Interestingly, there are still some modern cultures that think of the past and future in like-manner, adding to the plausibility of the Book of Mormon, at least on this point, such as Arabic speakers from Morocco. In an article by the Association For Psychology Science by Juanma de la Fuente, Julio Santiago, Antonio Román, Cristina Dumitrache, and Daniel Casasanto entitled “When You Think About It, Your Past Is in Front of You: How Culture Shapes Spatial Conceptions of Time” we have a discussion of such. As we read in the abstract (emphasis added):
In Arabic, as in many languages, the future is “ahead” and the past is “behind.” Yet in the research reported here, we showed that Arabic speakers tend to conceptualize the future as behind and the past as ahead of them, despite using spoken metaphors that suggest the opposite. We propose a new account of how space-time mappings become activated in individuals’ minds and entrenched in their cultures, the temporal-focus hypothesis: People should conceptualize either the future or the past as in front of them to the extent that their culture (or subculture) is future oriented or past oriented. Results support the temporal-focus hypothesis, demonstrating that the space-time mappings in people’s minds are conditioned by their cultural attitudes toward time, that they depend on attentional focus, and that they can vary independently of the space-time mappings enshrined in language.

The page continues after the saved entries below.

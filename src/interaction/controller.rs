//! Interaction controller - turns keystrokes into map actions
//!
//! The controller owns the typed buffer. Each tick it appends the new
//! characters, asks the word registry for a match, and acts on it:
//!
//! - node word typed: lay out one edge word per neighbor (expand the node)
//! - edge word typed: march every ready unit on the source node to the
//!   destination and clear the edge words
//!
//! Backspace is handled after matching, with held-key repeat.

use super::repeat::{KeyState, RepeatKey};
use crate::campaign::{Army, NodeGraph};
use crate::core::config::GameConfig;
use crate::core::error::GameError;
use crate::core::types::NodeId;
use crate::simulation::events::GameEvent;
use crate::words::{EntityKind, EntityRef, WordRegistry};

/// Input collected for a single tick
#[derive(Debug, Clone, Default, PartialEq, Eq)]
pub struct TickInput {
    /// Characters typed since the previous tick, raw
    pub typed: String,
    /// State of the delete-last-character key
    pub backspace: KeyState,
}

impl TickInput {
    /// A tick with no input
    pub fn idle() -> Self {
        Self::default()
    }

    pub fn typed(text: impl Into<String>) -> Self {
        Self {
            typed: text.into(),
            backspace: KeyState::Up,
        }
    }

    /// A tick with backspace held and nothing typed
    pub fn backspace() -> Self {
        Self {
            typed: String::new(),
            backspace: KeyState::Held,
        }
    }
}

#[derive(Debug, Clone, Copy, PartialEq, Eq)]
pub enum InteractionState {
    /// Buffer empty
    Idle,
    /// Buffer holds a partial word
    Typing,
}

#[derive(Debug, Clone)]
pub struct InteractionController {
    buffer: String,
    backspace: RepeatKey,
}

impl InteractionController {
    pub fn new(config: &GameConfig) -> Self {
        Self {
            buffer: String::new(),
            backspace: RepeatKey::new(config.backspace_delay, config.backspace_interval),
        }
    }

    pub fn buffer(&self) -> &str {
        &self.buffer
    }

    pub fn state(&self) -> InteractionState {
        if self.buffer.is_empty() {
            InteractionState::Idle
        } else {
            InteractionState::Typing
        }
    }

    /// Append raw typed text: lower-cased, whitespace dropped
    pub fn push_typed(&mut self, raw: &str) {
        self.buffer.extend(
            raw.chars()
                .filter(|c| !c.is_whitespace())
                .flat_map(char::to_lowercase),
        );
    }

    pub fn clear(&mut self) {
        self.buffer.clear();
    }

    /// Process one tick of input
    pub fn handle_input(
        &mut self,
        input: &TickInput,
        words: &mut WordRegistry,
        graph: &NodeGraph,
        army: &mut Army,
        config: &GameConfig,
    ) -> Vec<GameEvent> {
        let mut events = Vec::new();

        self.push_typed(&input.typed);

        if let Some(link) = words.match_typed_buffer(&self.buffer) {
            self.buffer.clear();
            match link {
                EntityRef::Node(node) => {
                    expand_node(node, words, graph, config, &mut events);
                }
                EntityRef::Edge { dest, source } => {
                    dispatch_edge(source, dest, words, graph, army, &mut events);
                }
            }
        }

        if self.backspace.update(input.backspace) {
            self.buffer.pop();
        }

        events
    }
}

/// Replace the edge words with one per neighbor of `node`
///
/// Each label sits `edge_anchor_fraction` of the way from the node toward the
/// neighbor, nudged down by `edge_label_offset_y`.
fn expand_node(
    node: NodeId,
    words: &mut WordRegistry,
    graph: &NodeGraph,
    config: &GameConfig,
    events: &mut Vec<GameEvent>,
) {
    let Some(origin) = graph.node(node) else {
        tracing::warn!("Typed word for unknown node #{}", node.0);
        return;
    };

    words.purge_kind(EntityKind::Edge);

    let mut choices = 0;
    for &neighbor in origin.adjacent() {
        let Some(target) = graph.center(neighbor) else {
            tracing::warn!("{} lists missing neighbor #{}", origin.name, neighbor.0);
            continue;
        };
        let anchor = origin.center + (target - origin.center) * config.edge_anchor_fraction;
        let link = EntityRef::Edge {
            dest: neighbor,
            source: node,
        };
        match words.create_entity(
            link,
            anchor.x as i32,
            anchor.y as i32 + config.edge_label_offset_y,
        ) {
            Ok(_) => choices += 1,
            Err(GameError::ExhaustedPool { in_use }) => {
                tracing::warn!(
                    "Word pool exhausted expanding {} ({} words in use)",
                    origin.name,
                    in_use
                );
                events.push(GameEvent::PoolExhausted { in_use });
                break;
            }
            Err(err) => {
                tracing::warn!("Could not label edge from {}: {}", origin.name, err);
                break;
            }
        }
    }

    tracing::debug!("Expanded {} into {} choices", origin.name, choices);
    events.push(GameEvent::NodeExpanded { node, choices });
}

/// March every ready unit on `source` to `dest` and clear the edge words
fn dispatch_edge(
    source: NodeId,
    dest: NodeId,
    words: &mut WordRegistry,
    graph: &NodeGraph,
    army: &mut Army,
    events: &mut Vec<GameEvent>,
) {
    let (Some(from), Some(to)) = (graph.name(source), graph.name(dest)) else {
        tracing::warn!(
            "Edge word points at missing node (#{} -> #{})",
            source.0,
            dest.0
        );
        words.purge_kind(EntityKind::Edge);
        return;
    };

    let units = army.dispatch_from(source, dest);
    words.purge_kind(EntityKind::Edge);

    tracing::info!("Dispatched {} unit(s) from {} to {}", units.len(), from, to);
    events.push(GameEvent::UnitsDispatched {
        source,
        dest,
        units,
    });
}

Elsewhere, in the conclusion (to whet your appetite to peruse the rest of the article . . .) we read the following about Moroccan Arabic speakers:
In spoken Arabic, the future is “ahead” and the past is “behind” the speaker, as in Spanish, English, and many other languages. According to the results of a temporal diagram task, young adult Spanish speakers conceptualize time as predicted by these linguistic metaphors. By contrast, Moroccan Arabic speakers conceptualize the past as ahead of them and the future as behind them, which reveals a striking dissociation between space-time mappings in the language and thought of these two groups.
If anything, this highlights the importance of reading the Book of Mormon (and other ancient texts, canonical and non-canonical) in light of how ancients perceived things, not as how us moderns do.